Wherever the string "order" shows up in the data below, copy the whole line.
§ §
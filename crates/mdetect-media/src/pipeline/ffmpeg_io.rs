//! Piped raw-RGB frame I/O through FFmpeg child processes.

use std::collections::VecDeque;
use std::io::{BufRead, BufReader, ErrorKind, Read, Write};
use std::path::Path;
use std::process::{Child, ChildStdin, ChildStdout, Stdio};
use std::sync::{Arc, Mutex};
use std::thread::JoinHandle;

use image::RgbImage;
use tracing::{debug, warn};

use super::video::{FrameSink, FrameSource};
use crate::command::{FfmpegCommand, STDERR_TAIL_LINES};
use crate::error::{MediaError, MediaResult};

/// Decodes a video into packed RGB24 frames.
pub struct FfmpegFrameReader {
    child: Child,
    stdout: ChildStdout,
    width: u32,
    height: u32,
}

impl FfmpegFrameReader {
    /// FFmpeg applies display rotation while decoding, so `width` and
    /// `height` must be the rotated size.
    pub fn spawn(input: &Path, width: u32, height: u32) -> MediaResult<Self> {
        let cmd = FfmpegCommand::new(input, "-").raw_rgb_output().without_progress();
        debug!("Spawning frame reader: ffmpeg {}", cmd.build_args().join(" "));

        let mut child = cmd
            .to_std_command()
            .stdin(Stdio::null())
            .stdout(Stdio::piped())
            .stderr(Stdio::null())
            .spawn()?;

        let stdout = match child.stdout.take() {
            Some(stdout) => stdout,
            None => {
                let _ = child.kill();
                let _ = child.wait();
                return Err(MediaError::internal("FFmpeg stdout not captured"));
            }
        };

        Ok(Self {
            child,
            stdout,
            width,
            height,
        })
    }
}

impl FrameSource for FfmpegFrameReader {
    fn read_frame(&mut self) -> MediaResult<Option<RgbImage>> {
        let mut buf = vec![0u8; self.width as usize * self.height as usize * 3];
        match self.stdout.read_exact(&mut buf) {
            Ok(()) => RgbImage::from_raw(self.width, self.height, buf)
                .map(Some)
                .ok_or_else(|| MediaError::internal("Frame buffer size mismatch")),
            Err(e) if e.kind() == ErrorKind::UnexpectedEof => Ok(None),
            Err(e) => Err(e.into()),
        }
    }
}

impl Drop for FfmpegFrameReader {
    fn drop(&mut self) {
        let _ = self.child.kill();
        let _ = self.child.wait();
    }
}

/// Encodes packed RGB24 frames into an MPEG-4 Part 2 (`mp4v`) file.
pub struct FfmpegFrameWriter {
    child: Child,
    stdin: Option<ChildStdin>,
    stderr: Option<StderrTail>,
    width: u32,
    height: u32,
}

impl FfmpegFrameWriter {
    pub fn command(output: &Path, width: u32, height: u32, fps: f64) -> FfmpegCommand {
        FfmpegCommand::new("-", output)
            .raw_rgb_input(width, height, fps)
            .video_codec("mpeg4")
            .video_tag("mp4v")
            .pixel_format("yuv420p")
            .no_audio()
            .without_progress()
    }

    pub fn spawn(output: &Path, width: u32, height: u32, fps: f64) -> MediaResult<Self> {
        let cmd = Self::command(output, width, height, fps);
        debug!("Spawning frame writer: ffmpeg {}", cmd.build_args().join(" "));

        let mut child = cmd
            .to_std_command()
            .stdin(Stdio::piped())
            .stdout(Stdio::null())
            .stderr(Stdio::piped())
            .spawn()?;
        let stdin = child.stdin.take();
        let stderr = child.stderr.take().map(StderrTail::capture);

        Ok(Self {
            child,
            stdin,
            stderr,
            width,
            height,
        })
    }
}

impl FrameSink for FfmpegFrameWriter {
    fn write_frame(&mut self, frame: &RgbImage) -> MediaResult<()> {
        if frame.dimensions() != (self.width, self.height) {
            return Err(MediaError::internal(format!(
                "Frame is {}x{}, encoder expects {}x{}",
                frame.width(),
                frame.height(),
                self.width,
                self.height
            )));
        }
        let stdin = self
            .stdin
            .as_mut()
            .ok_or_else(|| MediaError::internal("Encoder input already closed"))?;
        stdin.write_all(frame.as_raw())?;
        Ok(())
    }

    fn finish(mut self: Box<Self>) -> MediaResult<()> {
        // Closing stdin signals end of stream.
        drop(self.stdin.take());
        let status = self.child.wait()?;
        let stderr = self.stderr.take().and_then(StderrTail::collect);
        if status.success() {
            Ok(())
        } else {
            if let Some(ref stderr) = stderr {
                warn!(exit_code = ?status.code(), stderr = %stderr, "Encoder failed");
            }
            Err(MediaError::ffmpeg_failed(
                "Encoder exited with failure",
                stderr,
                status.code(),
            ))
        }
    }
}

impl Drop for FfmpegFrameWriter {
    fn drop(&mut self) {
        if self.stdin.take().is_some() {
            let _ = self.child.kill();
        }
        let _ = self.child.wait();
    }
}

/// Keeps the last diagnostic lines a child process writes.
struct StderrTail {
    lines: Arc<Mutex<VecDeque<String>>>,
    reader: JoinHandle<()>,
}

impl StderrTail {
    fn capture(stream: impl Read + Send + 'static) -> Self {
        let lines = Arc::new(Mutex::new(VecDeque::new()));
        let writer = Arc::clone(&lines);
        let reader = std::thread::spawn(move || {
            for line in BufReader::new(stream).lines().map_while(Result::ok) {
                if let Ok(mut tail) = writer.lock() {
                    if tail.len() == STDERR_TAIL_LINES {
                        tail.pop_front();
                    }
                    tail.push_back(line);
                }
            }
        });
        Self { lines, reader }
    }

    /// Wait for the stream to close and join the kept lines.
    fn collect(self) -> Option<String> {
        let _ = self.reader.join();
        self.lines
            .lock()
            .map(|t| t.iter().cloned().collect::<Vec<_>>().join("\n"))
            .ok()
            .filter(|s| !s.is_empty())
    }
}
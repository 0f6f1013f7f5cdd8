//! API middleware.

use std::collections::HashMap;
use std::net::IpAddr;
use std::num::NonZeroU32;
use std::sync::Arc;
use std::time::{Duration, Instant};

use axum::body::Body;
use axum::extract::{ConnectInfo, State};
use axum::http::{header, HeaderName, HeaderValue, Method, Request, Response};
use axum::middleware::Next;
use axum::response::IntoResponse;
use governor::clock::DefaultClock;
use governor::state::{InMemoryState, NotKeyed};
use governor::{Quota, RateLimiter};
use tokio::sync::RwLock;
use tower_http::cors::{Any, CorsLayer};
use tracing::{info, warn, Span};
use uuid::Uuid;

use crate::error::ApiError;
use crate::metrics;

/// Per-IP rate limiter using governor.
pub type IpRateLimiter = RateLimiter<NotKeyed, InMemoryState, DefaultClock>;

/// Maximum number of IPs to track in rate limiter cache.
const MAX_RATE_LIMITER_ENTRIES: usize = 10_000;

/// IP-based rate limiter cache with automatic cleanup.
#[derive(Clone)]
pub struct RateLimiterCache {
    limiters: Arc<RwLock<HashMap<IpAddr, (Arc<IpRateLimiter>, Instant)>>>,
    quota: Quota,
    ttl: Duration,
}

impl RateLimiterCache {
    /// Create a new rate limiter cache.
    pub fn new(requests_per_second: u32) -> Self {
        let rps = NonZeroU32::new(requests_per_second).unwrap_or(NonZeroU32::MIN);
        Self {
            limiters: Arc::new(RwLock::new(HashMap::new())),
            quota: Quota::per_second(rps),
            ttl: Duration::from_secs(3600),
        }
    }

    /// Remove expired limiters, then the oldest ones while over capacity.
    async fn cleanup_expired(&self) {
        let mut limiters = self.limiters.write().await;
        let now = Instant::now();

        limiters.retain(|_, (_, created_at)| now.duration_since(*created_at) < self.ttl);

        if limiters.len() >= MAX_RATE_LIMITER_ENTRIES {
            let mut entries: Vec<_> = limiters.iter().map(|(ip, (_, t))| (*ip, *t)).collect();
            entries.sort_by_key(|(_, t)| *t);

            let to_remove = limiters.len() + 1 - MAX_RATE_LIMITER_ENTRIES;
            for (ip, _) in entries.into_iter().take(to_remove) {
                limiters.remove(&ip);
            }
            warn!("Rate limiter cache exceeded capacity, removed {} entries", to_remove);
        }
    }

    /// Get or create a rate limiter for an IP.
    pub async fn get_limiter(&self, ip: IpAddr) -> Arc<IpRateLimiter> {
        {
            let limiters = self.limiters.read().await;
            if let Some((limiter, _)) = limiters.get(&ip) {
                return Arc::clone(limiter);
            }
        }

        let mut limiters = self.limiters.write().await;
        // Double-check after acquiring write lock
        if let Some((limiter, _)) = limiters.get(&ip) {
            return Arc::clone(limiter);
        }

        if limiters.len() >= MAX_RATE_LIMITER_ENTRIES {
            drop(limiters);
            self.cleanup_expired().await;
            limiters = self.limiters.write().await;
        }

        let limiter = Arc::new(RateLimiter::direct(self.quota));
        limiters.insert(ip, (Arc::clone(&limiter), Instant::now()));
        limiter
    }

    /// Check rate limit for an IP.
    pub async fn check(&self, ip: IpAddr) -> bool {
        self.get_limiter(ip).await.check().is_ok()
    }
}

/// Create CORS layer.
///
/// Range responses need `Content-Range` and `Accept-Ranges` visible to
/// browser players.
pub fn cors_layer(origins: &[String]) -> CorsLayer {
    let exposed_headers = [
        header::CONTENT_LENGTH,
        header::CONTENT_TYPE,
        header::CONTENT_RANGE,
        header::ACCEPT_RANGES,
    ];

    let base = CorsLayer::new()
        .allow_methods([Method::GET, Method::POST, Method::OPTIONS])
        .expose_headers(exposed_headers)
        .max_age(Duration::from_secs(600));

    if origins.iter().any(|o| o == "*") {
        base.allow_headers(Any).allow_origin(Any)
    } else {
        let origins: Vec<HeaderValue> = origins.iter().filter_map(|o| o.parse().ok()).collect();

        base.allow_headers([header::CONTENT_TYPE, header::ACCEPT, header::ORIGIN, header::RANGE])
            .allow_credentials(true)
            .allow_origin(origins)
    }
}

/// Security headers middleware.
pub async fn security_headers(request: Request<Body>, next: Next) -> Response<Body> {
    let mut response = next.run(request).await;
    let headers = response.headers_mut();

    for (name, value) in [
        ("x-content-type-options", "nosniff"),
        ("x-frame-options", "DENY"),
        ("referrer-policy", "strict-origin-when-cross-origin"),
        (
            "permissions-policy",
            "accelerometer=(), camera=(), geolocation=(), gyroscope=(), magnetometer=(), microphone=(), payment=(), usb=()",
        ),
        // Result media is embedded by players on other origins.
        ("cross-origin-resource-policy", "cross-origin"),
        ("x-permitted-cross-domain-policies", "none"),
    ] {
        headers.insert(HeaderName::from_static(name), HeaderValue::from_static(value));
    }

    response
}

/// Request ID middleware.
pub async fn request_id(mut request: Request<Body>, next: Next) -> Response<Body> {
    let request_id = request
        .headers()
        .get("X-Request-ID")
        .and_then(|v| v.to_str().ok())
        .map(|s| s.to_string())
        .unwrap_or_else(|| Uuid::new_v4().to_string());

    request.extensions_mut().insert(request_id.clone());

    Span::current().record("request_id", &request_id);

    let mut response = next.run(request).await;

    if let Ok(header_value) = request_id.parse() {
        response.headers_mut().insert("X-Request-ID", header_value);
    }

    response
}

/// Request logging middleware.
pub async fn request_logging(request: Request<Body>, next: Next) -> Response<Body> {
    let method = request.method().clone();
    let uri = request.uri().clone();
    let start = Instant::now();

    let response = next.run(request).await;

    let status = response.status();
    let duration = start.elapsed();

    // Skip health check logging
    if !matches!(uri.path(), "/health" | "/healthz" | "/ready") {
        info!(
            method = %method,
            uri = %uri,
            status = %status,
            duration_ms = %duration.as_millis(),
            "Request completed"
        );
    }

    response
}

/// Rate limiting middleware using IP-based rate limiter.
pub async fn rate_limit_middleware(
    State(rate_limiter): State<Arc<RateLimiterCache>>,
    request: Request<Body>,
    next: Next,
) -> Response<Body> {
    if let Some(ip) = extract_client_ip(&request) {
        if !rate_limiter.check(ip).await {
            warn!(ip = %ip, "Rate limit exceeded");
            metrics::record_rate_limit_hit(request.uri().path());
            let mut response = ApiError::RateLimited.into_response();
            response
                .headers_mut()
                .insert(header::RETRY_AFTER, HeaderValue::from_static("1"));
            return response;
        }
    }

    next.run(request).await
}

/// Extract client IP from request headers or connection info.
fn extract_client_ip(request: &Request<Body>) -> Option<IpAddr> {
    // Take the first IP in the chain (original client)
    let forwarded = request
        .headers()
        .get("X-Forwarded-For")
        .and_then(|v| v.to_str().ok())
        .and_then(|s| s.split(',').next())
        .and_then(|s| s.trim().parse().ok());
    if forwarded.is_some() {
        return forwarded;
    }

    let real_ip = request
        .headers()
        .get("X-Real-IP")
        .and_then(|v| v.to_str().ok())
        .and_then(|s| s.trim().parse().ok());
    if real_ip.is_some() {
        return real_ip;
    }

    request
        .extensions()
        .get::<ConnectInfo<std::net::SocketAddr>>()
        .map(|ci| ci.0.ip())
}
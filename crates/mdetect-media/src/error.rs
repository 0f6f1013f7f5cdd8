//! Error types for media operations.

use std::path::PathBuf;
use thiserror::Error;

/// Result type for media operations.
pub type MediaResult<T> = Result<T, MediaError>;

/// Errors that can occur during detection, compositing and media processing.
#[derive(Debug, Error)]
pub enum MediaError {
    #[error("FFmpeg not found in PATH")]
    FfmpegNotFound,

    #[error("FFprobe not found in PATH")]
    FfprobeNotFound,

    #[error("FFmpeg command failed: {message}")]
    FfmpegFailed {
        message: String,
        stderr: Option<String>,
        exit_code: Option<i32>,
    },

    #[error("FFprobe command failed: {message}")]
    FfprobeFailed {
        message: String,
        stderr: Option<String>,
    },

    #[error("File not found: {0}")]
    FileNotFound(PathBuf),

    #[error("Operation timed out after {0} seconds")]
    Timeout(u64),

    #[error("IO error: {0}")]
    Io(#[from] std::io::Error),

    #[error("JSON parse error: {0}")]
    JsonParse(#[from] serde_json::Error),

    #[error("Image error: {0}")]
    Image(#[from] image::ImageError),

    #[error("Invalid video file: {0}")]
    InvalidVideo(String),

    #[error("Invalid model manifest: {0}")]
    InvalidManifest(String),

    #[error("Expected {models} confidence thresholds (one per model), got {thresholds}")]
    ThresholdMismatch { models: usize, thresholds: usize },

    #[error("Confidence threshold {0} is outside [0, 1]")]
    InvalidThreshold(f32),

    #[error("Detection failed: {0}")]
    DetectionFailed(String),

    #[error("Compositing failed: {0}")]
    CompositeFailed(String),

    #[error("Model not found: {0}")]
    ModelNotFound(String),

    #[error("Internal error: {0}")]
    Internal(String),
}

impl MediaError {
    /// Create a detection failure error.
    pub fn detection_failed(message: impl Into<String>) -> Self {
        Self::DetectionFailed(message.into())
    }

    /// Create a compositing failure error.
    pub fn composite_failed(message: impl Into<String>) -> Self {
        Self::CompositeFailed(message.into())
    }

    /// Create an FFmpeg failure error.
    pub fn ffmpeg_failed(
        message: impl Into<String>,
        stderr: Option<String>,
        exit_code: Option<i32>,
    ) -> Self {
        Self::FfmpegFailed {
            message: message.into(),
            stderr,
            exit_code,
        }
    }

    /// Create a model not found error.
    pub fn model_not_found(path: impl Into<String>) -> Self {
        Self::ModelNotFound(path.into())
    }

    /// Create an internal error.
    pub fn internal(message: impl Into<String>) -> Self {
        Self::Internal(message.into())
    }

    /// Whether the error was caused by caller input rather than the server.
    pub fn is_client_error(&self) -> bool {
        matches!(
            self,
            MediaError::ThresholdMismatch { .. } | MediaError::InvalidThreshold(_)
        )
    }
}
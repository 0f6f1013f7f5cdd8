//! Transcode job status.

use axum::extract::{Path, State};
use axum::Json;
use mdetect_models::{TranscodeJob, TranscodeJobId};

use crate::error::{ApiError, ApiResult};
use crate::state::AppState;

pub async fn get_transcode(
    State(state): State<AppState>,
    Path(job_id): Path<String>,
) -> ApiResult<Json<TranscodeJob>> {
    state
        .transcodes
        .get(&TranscodeJobId::from_string(job_id))
        .await
        .map(Json)
        .ok_or_else(|| ApiError::not_found("Transcode job not found"))
}
//! On-demand maintenance.

use axum::extract::State;
use axum::Json;
use mdetect_models::CleanupReport;

use crate::error::{ApiError, ApiResult};
use crate::state::AppState;

/// Run one artifact sweep now.
pub async fn cleanup(State(state): State<AppState>) -> ApiResult<Json<CleanupReport>> {
    state
        .janitor()
        .check_once()
        .await
        .map(Json)
        .map_err(|e| ApiError::internal(format!("Cleanup failed: {}", e)))
}
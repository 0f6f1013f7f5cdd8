//! Frame-sequential video pipeline.
//!
//! Frames are decoded, run through the ensemble, composited and encoded one
//! at a time. Per-frame failures drop the frame; only an encoder failure
//! aborts the run.

use std::path::{Path, PathBuf};
use std::sync::Arc;

use image::RgbImage;
use serde::Serialize;
use tracing::{info, warn};

use super::ffmpeg_io::{FfmpegFrameReader, FfmpegFrameWriter};
use crate::command::check_ffmpeg;
use crate::compositor::FrameRenderer;
use crate::detection::{Ensemble, FailurePolicy};
use crate::error::{MediaError, MediaResult};
use crate::metrics;
use crate::probe::{probe_video, FALLBACK_FPS};

/// Sequential frame decoder.
pub trait FrameSource: Send {
    /// Next frame, or `None` at end of stream.
    fn read_frame(&mut self) -> MediaResult<Option<RgbImage>>;
}

/// Sequential frame encoder.
pub trait FrameSink: Send {
    fn write_frame(&mut self, frame: &RgbImage) -> MediaResult<()>;

    /// Flush and close the output.
    fn finish(self: Box<Self>) -> MediaResult<()>;
}

#[derive(Debug, Clone, Copy, Default)]
pub struct VideoOptions {
    /// Stop after this many written frames; `None` or `Some(0)` means no limit.
    pub max_frames: Option<u64>,
    pub policy: FailurePolicy,
}

impl VideoOptions {
    fn limit(&self) -> Option<u64> {
        self.max_frames.filter(|m| *m > 0)
    }
}

#[derive(Debug, Clone, Copy, PartialEq, Eq, Serialize)]
#[serde(rename_all = "snake_case")]
pub enum VideoOutcome {
    /// Input exhausted (or a read failed)
    EndOfStream,
    /// `max_frames` frames were written
    LimitReached,
    /// Input could not be opened; nothing was written
    InputUnreadable,
}

#[derive(Debug, Clone, Serialize)]
pub struct VideoReport {
    pub frames_read: u64,
    pub frames_written: u64,
    pub frames_dropped: u64,
    pub detector_failures: u64,
    pub outcome: VideoOutcome,
    /// Annotated output, absent when the input was unreadable
    pub output: Option<PathBuf>,
}

impl VideoReport {
    fn new(outcome: VideoOutcome) -> Self {
        Self {
            frames_read: 0,
            frames_written: 0,
            frames_dropped: 0,
            detector_failures: 0,
            outcome,
            output: None,
        }
    }
}

/// Annotate `input` into `output`.
///
/// An input FFprobe cannot read yields `VideoOutcome::InputUnreadable`
/// rather than an error.
pub async fn run_video(
    input: &Path,
    output: &Path,
    ensemble: Arc<Ensemble>,
    renderer: Arc<dyn FrameRenderer>,
    options: VideoOptions,
) -> MediaResult<VideoReport> {
    check_ffmpeg()?;

    let info = match probe_video(input).await {
        Ok(info) if info.width > 0 && info.height > 0 => info,
        Ok(_) => {
            warn!(input = %input.display(), "Video has no decodable frames");
            return Ok(VideoReport::new(VideoOutcome::InputUnreadable));
        }
        Err(e) => {
            warn!(input = %input.display(), error = %e, "Cannot open video");
            return Ok(VideoReport::new(VideoOutcome::InputUnreadable));
        }
    };

    let fps = if info.fps > 0.0 { info.fps } else { FALLBACK_FPS };
    let (width, height) = info.display_size();
    info!(
        input = %input.display(),
        width = width,
        height = height,
        rotation = ?info.rotation,
        fps = fps,
        frames = ?info.frame_count,
        max_frames = ?options.limit(),
        "Processing video"
    );

    let input = input.to_path_buf();
    let output = output.to_path_buf();

    tokio::task::spawn_blocking(move || {
        let source = FfmpegFrameReader::spawn(&input, width, height)?;
        let sink = FfmpegFrameWriter::spawn(&output, width, height, fps)?;

        let mut report = process_stream(Box::new(source), Box::new(sink), &ensemble, renderer.as_ref(), &options)?;
        report.output = Some(output);
        Ok(report)
    })
    .await
    .map_err(|e| MediaError::internal(format!("Video task failed: {}", e)))?
}

/// Run the frame loop, then release both ends whatever the loop returned.
pub fn process_stream(
    mut source: Box<dyn FrameSource>,
    mut sink: Box<dyn FrameSink>,
    ensemble: &Ensemble,
    renderer: &dyn FrameRenderer,
    options: &VideoOptions,
) -> MediaResult<VideoReport> {
    let looped = process_frames(source.as_mut(), sink.as_mut(), ensemble, renderer, options);
    drop(source);
    let finished = sink.finish();

    let report = looped?;
    finished?;

    info!(
        written = report.frames_written,
        dropped = report.frames_dropped,
        detector_failures = report.detector_failures,
        outcome = ?report.outcome,
        "Video processing finished"
    );
    Ok(report)
}

fn process_frames(
    source: &mut dyn FrameSource,
    sink: &mut dyn FrameSink,
    ensemble: &Ensemble,
    renderer: &dyn FrameRenderer,
    options: &VideoOptions,
) -> MediaResult<VideoReport> {
    let mut report = VideoReport::new(VideoOutcome::EndOfStream);
    let limit = options.limit();

    loop {
        let frame = match source.read_frame() {
            Ok(Some(frame)) => frame,
            Ok(None) => break,
            Err(e) => {
                warn!(frame = report.frames_read, error = %e, "Frame read failed, treating as end of stream");
                break;
            }
        };
        let index = report.frames_read;
        report.frames_read += 1;

        let result = match options.policy {
            FailurePolicy::DropFrame => match ensemble.run(&frame) {
                Ok(result) => result,
                Err(e) => {
                    warn!(frame = index, error = %e, "Detection failed, dropping frame");
                    report.detector_failures += 1;
                    report.frames_dropped += 1;
                    metrics::record_frame_dropped("detector");
                    continue;
                }
            },
            FailurePolicy::SkipDetector => {
                let run = ensemble.run_isolated(&frame);
                report.detector_failures += run.failures as u64;
                run.result
            }
        };

        let annotated = match renderer.render(frame, &result) {
            Ok(annotated) => annotated,
            Err(e) => {
                warn!(frame = index, error = %e, "Compositing failed, dropping frame");
                report.frames_dropped += 1;
                metrics::record_frame_dropped("composite");
                continue;
            }
        };

        sink.write_frame(&annotated)?;
        report.frames_written += 1;
        metrics::record_frame_written();

        if limit.is_some_and(|max| report.frames_written >= max) {
            report.outcome = VideoOutcome::LimitReached;
            break;
        }
    }

    Ok(report)
}
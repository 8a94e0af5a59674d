//! The FilterPipeline orchestrates multiple filters.
//!
//! This module provides the main FilterPipeline struct that chains
//! multiple filters together using the builder pattern.

use crate::traits::Filter;
use catalog::Movie;
use tracing;

/// Chains multiple filters together into a processing pipeline.
///
/// Filters run in insertion order and their effect is conjunctive: a movie
/// survives only if every filter keeps it.
///
/// ## Usage
/// ```ignore
/// let pipeline = FilterPipeline::new()
///     .add_filter(GenreFilter::new(["Drama"]))
///     .add_filter(MinimumRatingFilter::new(8.5));
///
/// let kept = pipeline.apply(catalog.movies().iter().collect());
/// ```
pub struct FilterPipeline {
    filters: Vec<Box<dyn Filter>>,
}

impl FilterPipeline {
    /// Create a new empty FilterPipeline.
    pub fn new() -> Self {
        Self {
            filters: Vec::new(),
        }
    }

    /// Add a filter to the pipeline (builder pattern).
    pub fn add_filter(mut self, filter: impl Filter + 'static) -> Self {
        self.filters.push(Box::new(filter));
        self
    }

    /// Names of the filters in the order they run
    pub fn filter_names(&self) -> Vec<&str> {
        self.filters.iter().map(|f| f.name()).collect()
    }

    /// Apply all filters in sequence to the movies.
    pub fn apply<'a>(&self, movies: Vec<&'a Movie>) -> Vec<&'a Movie> {
        let mut current = movies;
        for filter in &self.filters {
            tracing::debug!(
                "Applying filter: {} (input count: {})",
                filter.name(),
                current.len()
            );
            current = filter.apply(current);
            tracing::debug!(
                "Filter applied: {} (output count: {})",
                filter.name(),
                current.len()
            );
        }
        current
    }
}

impl Default for FilterPipeline {
    fn default() -> Self {
        Self::new()
    }
}
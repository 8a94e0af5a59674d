//! # Catalog Crate
//!
//! The read-only movie catalog every other crate scores against.
//!
//! ## Main Components
//!
//! - **types**: `Movie` and the `Catalog` container
//! - **parser**: JSON catalog documents (file or embedded fixture)
//! - **index**: validation and secondary indices built at load time
//! - **search**: case-insensitive genre and free-text lookups
//! - **error**: error types for catalog loading
//!
//! ## Example Usage
//!
//! ```ignore
//! use catalog::Catalog;
//! use std::sync::Arc;
//!
//! let catalog = Arc::new(Catalog::reference()?);
//!
//! let nolan = catalog.search("nolan");
//! let sci_fi = catalog.find_by_genre("sci-fi");
//! println!("{} Nolan films, {} sci-fi films", nolan.len(), sci_fi.len());
//! ```

pub mod error;
pub mod types;
pub mod parser;
pub mod index;
pub mod search;

pub use error::{CatalogError, Result};
pub use search::MAX_SUGGESTIONS;
pub use types::{Catalog, Movie, MovieId};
§ §
§ **RESULT BELOW**
/// Filters run in insertion order and their effect is conjunctive: a movie
    /// Names of the filters in the order they run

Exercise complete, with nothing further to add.